Assignment: Using the data below, copy out all lines with the word "remember".

Provided records:

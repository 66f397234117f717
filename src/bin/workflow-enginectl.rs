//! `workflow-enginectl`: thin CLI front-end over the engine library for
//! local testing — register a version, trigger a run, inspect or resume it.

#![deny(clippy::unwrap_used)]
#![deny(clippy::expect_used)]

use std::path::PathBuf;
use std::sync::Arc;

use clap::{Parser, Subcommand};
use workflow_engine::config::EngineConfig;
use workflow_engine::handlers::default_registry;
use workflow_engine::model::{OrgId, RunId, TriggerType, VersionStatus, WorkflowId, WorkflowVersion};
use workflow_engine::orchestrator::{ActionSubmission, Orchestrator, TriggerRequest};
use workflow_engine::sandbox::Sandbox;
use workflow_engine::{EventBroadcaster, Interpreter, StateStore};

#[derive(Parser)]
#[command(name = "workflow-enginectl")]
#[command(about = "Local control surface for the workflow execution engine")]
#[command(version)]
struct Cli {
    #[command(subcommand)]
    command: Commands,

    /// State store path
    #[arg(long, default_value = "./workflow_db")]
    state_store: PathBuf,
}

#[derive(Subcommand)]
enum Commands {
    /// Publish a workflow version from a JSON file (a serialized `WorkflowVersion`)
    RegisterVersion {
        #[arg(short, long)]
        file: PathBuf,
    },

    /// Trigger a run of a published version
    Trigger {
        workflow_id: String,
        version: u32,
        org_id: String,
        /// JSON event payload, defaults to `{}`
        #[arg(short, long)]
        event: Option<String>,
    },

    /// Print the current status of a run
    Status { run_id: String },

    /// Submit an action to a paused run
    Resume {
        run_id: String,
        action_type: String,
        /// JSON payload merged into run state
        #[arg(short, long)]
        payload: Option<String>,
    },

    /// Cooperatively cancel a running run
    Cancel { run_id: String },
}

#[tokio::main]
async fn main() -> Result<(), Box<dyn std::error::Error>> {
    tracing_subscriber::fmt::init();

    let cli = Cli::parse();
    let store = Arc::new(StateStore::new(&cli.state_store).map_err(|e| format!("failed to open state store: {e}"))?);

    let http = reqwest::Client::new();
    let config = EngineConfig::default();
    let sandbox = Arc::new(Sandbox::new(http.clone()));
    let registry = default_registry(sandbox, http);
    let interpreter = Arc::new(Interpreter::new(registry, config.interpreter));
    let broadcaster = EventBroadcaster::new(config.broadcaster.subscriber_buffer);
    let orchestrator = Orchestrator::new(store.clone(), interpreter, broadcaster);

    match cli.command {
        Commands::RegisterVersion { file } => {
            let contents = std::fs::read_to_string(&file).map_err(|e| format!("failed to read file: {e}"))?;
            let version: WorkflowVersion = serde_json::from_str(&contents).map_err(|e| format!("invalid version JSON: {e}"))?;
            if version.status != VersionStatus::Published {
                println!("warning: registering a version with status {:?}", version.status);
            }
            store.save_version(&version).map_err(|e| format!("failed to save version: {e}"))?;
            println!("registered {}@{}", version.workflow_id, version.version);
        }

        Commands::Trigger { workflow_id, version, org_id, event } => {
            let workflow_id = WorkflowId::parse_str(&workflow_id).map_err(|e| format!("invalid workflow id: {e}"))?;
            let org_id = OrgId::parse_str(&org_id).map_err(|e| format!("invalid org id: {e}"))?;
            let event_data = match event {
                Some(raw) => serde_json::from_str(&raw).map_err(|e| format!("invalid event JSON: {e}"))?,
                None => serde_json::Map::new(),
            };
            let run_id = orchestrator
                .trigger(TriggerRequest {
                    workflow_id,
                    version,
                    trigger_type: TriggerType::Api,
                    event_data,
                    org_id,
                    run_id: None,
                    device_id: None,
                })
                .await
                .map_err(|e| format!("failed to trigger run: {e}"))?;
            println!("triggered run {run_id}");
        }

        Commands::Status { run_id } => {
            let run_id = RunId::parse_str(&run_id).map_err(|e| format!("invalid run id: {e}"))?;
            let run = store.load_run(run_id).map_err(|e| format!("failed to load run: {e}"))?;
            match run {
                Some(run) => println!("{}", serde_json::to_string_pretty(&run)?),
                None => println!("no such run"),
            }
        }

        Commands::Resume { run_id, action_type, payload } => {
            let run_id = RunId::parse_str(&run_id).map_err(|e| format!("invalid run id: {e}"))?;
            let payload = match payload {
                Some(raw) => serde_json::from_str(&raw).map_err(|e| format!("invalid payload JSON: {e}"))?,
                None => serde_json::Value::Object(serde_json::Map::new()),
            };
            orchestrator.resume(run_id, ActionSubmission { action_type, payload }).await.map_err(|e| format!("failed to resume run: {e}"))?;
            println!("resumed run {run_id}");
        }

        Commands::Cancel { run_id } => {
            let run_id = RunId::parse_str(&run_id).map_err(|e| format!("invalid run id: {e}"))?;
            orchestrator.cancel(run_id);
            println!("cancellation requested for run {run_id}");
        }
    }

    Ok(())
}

---

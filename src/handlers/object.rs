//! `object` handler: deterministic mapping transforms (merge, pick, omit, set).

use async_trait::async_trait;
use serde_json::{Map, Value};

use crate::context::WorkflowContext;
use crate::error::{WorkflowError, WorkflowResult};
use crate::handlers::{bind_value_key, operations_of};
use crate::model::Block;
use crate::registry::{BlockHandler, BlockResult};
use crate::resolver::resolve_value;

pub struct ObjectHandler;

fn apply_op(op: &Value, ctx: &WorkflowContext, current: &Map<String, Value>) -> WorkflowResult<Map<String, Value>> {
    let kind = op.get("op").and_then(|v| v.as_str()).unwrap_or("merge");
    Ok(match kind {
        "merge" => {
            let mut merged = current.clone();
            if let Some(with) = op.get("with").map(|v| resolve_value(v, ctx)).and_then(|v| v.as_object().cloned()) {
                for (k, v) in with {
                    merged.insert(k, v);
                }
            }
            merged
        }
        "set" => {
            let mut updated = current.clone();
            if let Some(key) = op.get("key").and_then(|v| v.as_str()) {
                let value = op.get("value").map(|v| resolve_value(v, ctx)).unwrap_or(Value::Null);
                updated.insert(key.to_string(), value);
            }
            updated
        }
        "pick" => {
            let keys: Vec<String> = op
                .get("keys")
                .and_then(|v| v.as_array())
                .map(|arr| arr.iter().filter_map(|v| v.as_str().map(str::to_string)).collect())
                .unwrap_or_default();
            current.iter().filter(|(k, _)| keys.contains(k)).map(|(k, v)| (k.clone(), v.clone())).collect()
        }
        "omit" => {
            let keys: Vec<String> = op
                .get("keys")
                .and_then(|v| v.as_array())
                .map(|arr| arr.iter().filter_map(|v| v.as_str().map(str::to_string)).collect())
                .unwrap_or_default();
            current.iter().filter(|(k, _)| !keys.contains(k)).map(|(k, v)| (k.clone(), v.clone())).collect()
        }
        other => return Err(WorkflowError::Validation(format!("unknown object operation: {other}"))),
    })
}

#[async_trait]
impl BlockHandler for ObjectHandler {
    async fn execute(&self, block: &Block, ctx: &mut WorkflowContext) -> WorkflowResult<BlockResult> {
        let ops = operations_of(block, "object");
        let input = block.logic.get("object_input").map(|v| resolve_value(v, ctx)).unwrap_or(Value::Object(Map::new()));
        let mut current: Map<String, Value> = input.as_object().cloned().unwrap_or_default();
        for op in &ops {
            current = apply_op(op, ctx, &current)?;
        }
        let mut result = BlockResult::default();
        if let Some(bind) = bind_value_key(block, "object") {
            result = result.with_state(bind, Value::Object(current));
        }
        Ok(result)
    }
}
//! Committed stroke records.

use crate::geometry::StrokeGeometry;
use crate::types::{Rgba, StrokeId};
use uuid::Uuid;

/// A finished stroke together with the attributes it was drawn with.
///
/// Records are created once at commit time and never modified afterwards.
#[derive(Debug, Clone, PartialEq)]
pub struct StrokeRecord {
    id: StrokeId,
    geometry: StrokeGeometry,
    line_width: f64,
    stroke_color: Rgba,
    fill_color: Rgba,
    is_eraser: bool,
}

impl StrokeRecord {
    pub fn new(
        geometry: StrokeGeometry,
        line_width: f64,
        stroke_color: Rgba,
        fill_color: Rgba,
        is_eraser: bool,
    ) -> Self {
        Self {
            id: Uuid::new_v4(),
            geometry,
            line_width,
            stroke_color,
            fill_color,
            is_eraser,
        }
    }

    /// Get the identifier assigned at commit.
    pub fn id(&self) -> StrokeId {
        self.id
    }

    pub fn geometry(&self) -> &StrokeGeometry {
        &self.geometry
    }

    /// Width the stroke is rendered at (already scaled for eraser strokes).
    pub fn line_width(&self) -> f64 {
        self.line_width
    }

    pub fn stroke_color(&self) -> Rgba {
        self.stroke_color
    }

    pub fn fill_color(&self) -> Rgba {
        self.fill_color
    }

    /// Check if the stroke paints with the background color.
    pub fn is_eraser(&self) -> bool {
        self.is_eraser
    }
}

--

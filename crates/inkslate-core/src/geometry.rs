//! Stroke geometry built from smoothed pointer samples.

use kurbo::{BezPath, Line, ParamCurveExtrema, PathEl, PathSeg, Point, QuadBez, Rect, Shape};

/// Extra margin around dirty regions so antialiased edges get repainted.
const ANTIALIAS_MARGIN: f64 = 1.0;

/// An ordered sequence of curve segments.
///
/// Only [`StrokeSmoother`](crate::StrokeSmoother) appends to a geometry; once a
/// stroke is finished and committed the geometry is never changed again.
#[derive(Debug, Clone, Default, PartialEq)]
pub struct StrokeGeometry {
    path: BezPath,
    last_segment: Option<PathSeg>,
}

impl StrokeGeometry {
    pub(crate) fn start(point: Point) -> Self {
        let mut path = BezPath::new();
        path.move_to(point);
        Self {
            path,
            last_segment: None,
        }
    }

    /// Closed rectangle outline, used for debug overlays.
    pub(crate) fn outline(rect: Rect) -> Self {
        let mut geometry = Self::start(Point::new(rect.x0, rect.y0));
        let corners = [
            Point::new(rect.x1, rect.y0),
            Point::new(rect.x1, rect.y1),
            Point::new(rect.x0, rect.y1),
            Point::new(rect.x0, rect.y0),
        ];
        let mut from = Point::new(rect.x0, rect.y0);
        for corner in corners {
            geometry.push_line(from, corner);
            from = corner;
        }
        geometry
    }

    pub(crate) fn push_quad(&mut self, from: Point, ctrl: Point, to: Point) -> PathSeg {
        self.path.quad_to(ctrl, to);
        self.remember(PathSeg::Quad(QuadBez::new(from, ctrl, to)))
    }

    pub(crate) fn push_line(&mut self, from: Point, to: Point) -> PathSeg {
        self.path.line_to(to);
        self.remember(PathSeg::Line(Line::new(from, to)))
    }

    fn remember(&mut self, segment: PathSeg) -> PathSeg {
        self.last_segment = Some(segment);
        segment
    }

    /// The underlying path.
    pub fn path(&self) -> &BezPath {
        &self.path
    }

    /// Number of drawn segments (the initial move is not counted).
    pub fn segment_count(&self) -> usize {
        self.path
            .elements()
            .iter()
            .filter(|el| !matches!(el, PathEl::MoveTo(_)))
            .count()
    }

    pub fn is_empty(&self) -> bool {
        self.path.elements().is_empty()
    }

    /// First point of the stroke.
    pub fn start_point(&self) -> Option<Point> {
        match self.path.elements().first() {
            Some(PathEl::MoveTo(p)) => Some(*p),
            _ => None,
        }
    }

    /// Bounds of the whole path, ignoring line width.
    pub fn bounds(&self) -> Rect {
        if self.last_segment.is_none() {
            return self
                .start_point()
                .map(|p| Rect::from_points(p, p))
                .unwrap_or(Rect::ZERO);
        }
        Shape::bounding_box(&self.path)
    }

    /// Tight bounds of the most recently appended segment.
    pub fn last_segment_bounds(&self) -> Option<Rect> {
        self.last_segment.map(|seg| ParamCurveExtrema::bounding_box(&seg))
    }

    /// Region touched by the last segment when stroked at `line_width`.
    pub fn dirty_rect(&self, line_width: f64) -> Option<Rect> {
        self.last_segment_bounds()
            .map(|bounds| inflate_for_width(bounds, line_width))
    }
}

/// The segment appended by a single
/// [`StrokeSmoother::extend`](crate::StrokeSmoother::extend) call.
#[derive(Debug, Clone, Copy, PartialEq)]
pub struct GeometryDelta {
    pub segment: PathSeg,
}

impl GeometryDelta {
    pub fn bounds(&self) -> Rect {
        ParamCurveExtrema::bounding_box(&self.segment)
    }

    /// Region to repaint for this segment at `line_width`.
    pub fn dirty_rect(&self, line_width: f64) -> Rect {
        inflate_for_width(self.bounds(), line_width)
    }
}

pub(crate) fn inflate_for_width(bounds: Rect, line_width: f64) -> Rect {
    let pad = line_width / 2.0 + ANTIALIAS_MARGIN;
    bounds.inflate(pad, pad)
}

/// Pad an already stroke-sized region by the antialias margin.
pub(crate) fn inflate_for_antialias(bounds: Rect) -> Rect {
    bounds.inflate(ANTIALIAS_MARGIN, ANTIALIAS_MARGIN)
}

Worked solution:
        self.remember(PathSeg::Quad(QuadBez::new(from, ctrl, to)))
        self.remember(PathSeg::Line(Line::new(from, to)))
    fn remember(&mut self, segment: PathSeg) -> PathSeg {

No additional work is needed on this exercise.